Welcome back to Exploring FPGA Graphics. Last time, we played Pong against our FPGA; this time, we revisit displays signals and learn about palettes and indexed colour.
In this series, we learn about graphics at the hardware level and get a feel for the power of FPGAs. We’ll learn how screens work, play Pong, create starfields and sprites, paint Michelangelo’s David, draw lines and triangles, and animate characters and shapes. New to the series?
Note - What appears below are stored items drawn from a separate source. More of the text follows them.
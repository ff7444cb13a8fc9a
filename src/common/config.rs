use crate::common::constants::*;
use crate::common::error::{Result, ScraperError};
use serde::Deserialize;
use std::fs;
use std::path::{Path, PathBuf};
use std::time::Duration;

/// Runtime configuration: built-in defaults, then an optional TOML file,
/// then environment variables.
#[derive(Debug, Clone, Deserialize)]
#[serde(default)]
pub struct Config {
    pub output_dir: PathBuf,
    pub user_agent: String,
    /// Overrides the budget and football timeouts when set
    pub http_timeout_seconds: Option<u64>,
    pub budget: BudgetConfig,
    pub football: FootballConfig,
    pub inpc: InpcConfig,
}

#[derive(Debug, Clone, Deserialize)]
#[serde(default)]
pub struct BudgetConfig {
    pub url: String,
    pub timeout_seconds: u64,
    pub max_retries: u32,
    pub retry_delay_seconds: u64,
}

#[derive(Debug, Clone, Deserialize)]
#[serde(default)]
pub struct FootballConfig {
    pub url: String,
    pub timeout_seconds: u64,
}

#[derive(Debug, Clone, Deserialize)]
#[serde(default)]
pub struct InpcConfig {
    pub url: String,
    pub timeout_seconds: u64,
    pub min_pdf_bytes: u64,
}

impl Default for Config {
    fn default() -> Self {
        Self {
            output_dir: PathBuf::from(DEFAULT_OUTPUT_DIR),
            user_agent: DEFAULT_USER_AGENT.to_string(),
            http_timeout_seconds: None,
            budget: BudgetConfig::default(),
            football: FootballConfig::default(),
            inpc: InpcConfig::default(),
        }
    }
}

impl Default for BudgetConfig {
    fn default() -> Self {
        Self {
            url: DEFAULT_BUDGET_URL.to_string(),
            timeout_seconds: DEFAULT_BUDGET_TIMEOUT_SECS,
            max_retries: DEFAULT_BUDGET_MAX_RETRIES,
            retry_delay_seconds: DEFAULT_BUDGET_RETRY_DELAY_SECS,
        }
    }
}

impl Default for FootballConfig {
    fn default() -> Self {
        Self {
            url: DEFAULT_FOOTBALL_URL.to_string(),
            timeout_seconds: DEFAULT_FOOTBALL_TIMEOUT_SECS,
        }
    }
}

impl Default for InpcConfig {
    fn default() -> Self {
        Self {
            url: DEFAULT_INPC_PDF_URL.to_string(),
            timeout_seconds: DEFAULT_INPC_TIMEOUT_SECS,
            min_pdf_bytes: DEFAULT_INPC_MIN_PDF_BYTES,
        }
    }
}

impl Config {
    /// Load `.env`, the optional config file (`SCRAPER_CONFIG`, default
    /// `config.toml`) and environment overrides.
    pub fn load() -> Result<Self> {
        dotenv::dotenv().ok();

        let config_path =
            std::env::var("SCRAPER_CONFIG").unwrap_or_else(|_| "config.toml".to_string());
        let mut config = Self::from_file_if_exists(Path::new(&config_path))?;
        config.apply_env(|key| std::env::var(key).ok())?;
        Ok(config)
    }

    pub fn from_file_if_exists(path: &Path) -> Result<Self> {
        if !path.exists() {
            return Ok(Self::default());
        }
        let content = fs::read_to_string(path).map_err(|e| {
            ScraperError::Config(format!(
                "Failed to read config file '{}': {}",
                path.display(),
                e
            ))
        })?;
        let config: Config = toml::from_str(&content)?;
        Ok(config)
    }

    /// Apply overrides from a key lookup (the process environment in production).
    pub fn apply_env<F>(&mut self, lookup: F) -> Result<()>
    where
        F: Fn(&str) -> Option<String>,
    {
        let get = |key: &str| lookup(key).filter(|v| !v.trim().is_empty());

        if let Some(v) = get("BUDGET_URL") {
            self.budget.url = v;
        }
        if let Some(v) = get("FOOTBALL_URL") {
            self.football.url = v;
        }
        if let Some(v) = get("INPC_PDF_URL") {
            self.inpc.url = v;
        }
        if let Some(v) = get("OUTPUT_DIR") {
            self.output_dir = PathBuf::from(v);
        }
        if let Some(v) = get("USER_AGENT") {
            self.user_agent = v;
        }
        if let Some(v) = get("HTTP_TIMEOUT_SECONDS") {
            self.http_timeout_seconds = Some(parse_env("HTTP_TIMEOUT_SECONDS", &v)?);
        }
        if let Some(v) = get("BUDGET_MAX_RETRIES") {
            self.budget.max_retries = parse_env("BUDGET_MAX_RETRIES", &v)?;
        }
        if let Some(v) = get("BUDGET_RETRY_DELAY_SECONDS") {
            self.budget.retry_delay_seconds = parse_env("BUDGET_RETRY_DELAY_SECONDS", &v)?;
        }
        if let Some(v) = get("INPC_MIN_PDF_BYTES") {
            self.inpc.min_pdf_bytes = parse_env("INPC_MIN_PDF_BYTES", &v)?;
        }
        Ok(())
    }

    fn timeout(&self, source_default: u64) -> Duration {
        Duration::from_secs(self.http_timeout_seconds.unwrap_or(source_default))
    }

    pub fn budget_timeout(&self) -> Duration {
        self.timeout(self.budget.timeout_seconds)
    }

    pub fn football_timeout(&self) -> Duration {
        self.timeout(self.football.timeout_seconds)
    }

    /// The PDF download keeps its own timeout regardless of the global override.
    pub fn inpc_timeout(&self) -> Duration {
        Duration::from_secs(self.inpc.timeout_seconds)
    }
}

fn parse_env<T: std::str::FromStr>(key: &str, value: &str) -> Result<T> {
    value
        .trim()
        .parse()
        .map_err(|_| ScraperError::Config(format!("{key} must be a non-negative integer, got '{value}'")))
}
Start with Beginning FPGA Graphics.
- Beginning FPGA Graphics - video signals and basic graphics
- Racing the Beam - simple demo effects with minimal logic
- FPGA Pong - recreate the classic arcade on an FPGA
- Display Signals (this post) - revisit display signals and meet colour palettes
- Hardware Sprites - fast, colourful graphics for games
- Framebuffers - bitmap graphics featuring Michelangelo’s David
- Lines and Triangles - drawing lines and triangles
- 2D Shapes - filled shapes and simple pictures
- Animated Shapes - animation and double-buffering
Revisiting the Display
Didn’t we already sort out display signal generation at the start of the series? Yes, we did, but there are good reasons to change how we treat screen coordinates before we start drawing sprites.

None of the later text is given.